• **Directions**: The word "usize" marks the lines to copy; find all of them in the entries below.

• **The data**:

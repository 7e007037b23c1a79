//! Port scan detection
//!
//! Tracks the distinct destination ports each source contacts. Port
//! entries refresh their last-seen time on every hit, so a scanner
//! probing slowly still accumulates as long as it stays inside the
//! refresh window. Repeat probes of one port never accumulate.

use std::collections::HashMap;
use std::net::IpAddr;
use std::time::{Duration, Instant};

use serde::{Deserialize, Serialize};

#[derive(Debug, Clone, Serialize, Deserialize)]
pub struct PortScanConfig {
    /// Seconds a probed port stays counted without a refresh
    #[serde(default = "default_window")]
    pub window_secs: f64,
    /// Distinct ports needed to trigger
    #[serde(default = "default_threshold")]
    pub port_threshold: usize,
}

impl Default for PortScanConfig {
    fn default() -> Self {
        Self {
            window_secs: default_window(),
            port_threshold: default_threshold(),
        }
    }
}

fn default_window() -> f64 {
    60.0
}

fn default_threshold() -> usize {
    10
}

/// Per-source distinct-port window with last-seen refresh
pub struct PortScanDetector {
    config: PortScanConfig,
    ports: HashMap<IpAddr, HashMap<u16, Instant>>,
}

impl PortScanDetector {
    pub fn new(config: PortScanConfig) -> Self {
        Self {
            config,
            ports: HashMap::new(),
        }
    }

    /// Record a probe of `dst_port` by `src`. Returns the distinct port
    /// count when the threshold is reached; the set clears on trigger.
    pub fn on_packet(&mut self, src: IpAddr, dst_port: u16, now: Instant) -> Option<usize> {
        let window = Duration::from_secs_f64(self.config.window_secs);
        let seen = self.ports.entry(src).or_default();

        seen.retain(|_, last| now.saturating_duration_since(*last) <= window);
        seen.insert(dst_port, now);

        if seen.len() >= self.config.port_threshold {
            let count = seen.len();
            seen.clear();
            Some(count)
        } else {
            None
        }
    }

    /// Drop sources with no probe newer than `max_age`
    pub fn sweep_idle(&mut self, now: Instant, max_age: Duration) {
        self.ports.retain(|_, seen| {
            seen.values()
                .max()
                .map(|last| now.saturating_duration_since(*last) <= max_age)
                .unwrap_or(false)
        });
    }

    pub fn tracked_sources(&self) -> usize {
        self.ports.len()
    }
}

#[cfg(test)]
mod tests {
    use super::*;
    use std::net::Ipv4Addr;

    fn src() -> IpAddr {
        IpAddr::V4(Ipv4Addr::new(172, 16, 0, 9))
    }

    #[test]
    fn distinct_ports_trigger() {
        let mut det = PortScanDetector::new(PortScanConfig::default());
        let now = Instant::now();

        for port in 1000..1009u16 {
            assert!(det.on_packet(src(), port, now).is_none());
        }
        // Tenth distinct port crosses the threshold
        assert_eq!(det.on_packet(src(), 1009, now), Some(10));
    }

    #[test]
    fn same_port_repeated_never_triggers() {
        let mut det = PortScanDetector::new(PortScanConfig::default());
        let now = Instant::now();

        for _ in 0..50 {
            assert!(det.on_packet(src(), 443, now).is_none());
        }
    }

    #[test]
    fn trigger_clears_the_set() {
        let mut det = PortScanDetector::new(PortScanConfig::default());
        let now = Instant::now();

        for port in 2000..2010u16 {
            det.on_packet(src(), port, now);
        }
        // Set was cleared on trigger; nine more ports stay quiet
        for port in 3000..3009u16 {
            assert!(det.on_packet(src(), port, now).is_none());
        }
    }

    #[test]
    fn old_ports_age_out() {
        let config = PortScanConfig { window_secs: 60.0, port_threshold: 10 };
        let mut det = PortScanDetector::new(config);
        let base = Instant::now();

        for port in 4000..4009u16 {
            det.on_packet(src(), port, base);
        }
        // 90s later those nine ports have aged out; one new probe is
        // just a fresh single-port entry.
        let later = base + Duration::from_secs(90);
        assert!(det.on_packet(src(), 4009, later).is_none());
    }
}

• **Task solution**:
    pub port_threshold: usize,
fn default_threshold() -> usize {
    pub fn on_packet(&mut self, src: IpAddr, dst_port: u16, now: Instant) -> Option<usize> {
    pub fn tracked_sources(&self) -> usize {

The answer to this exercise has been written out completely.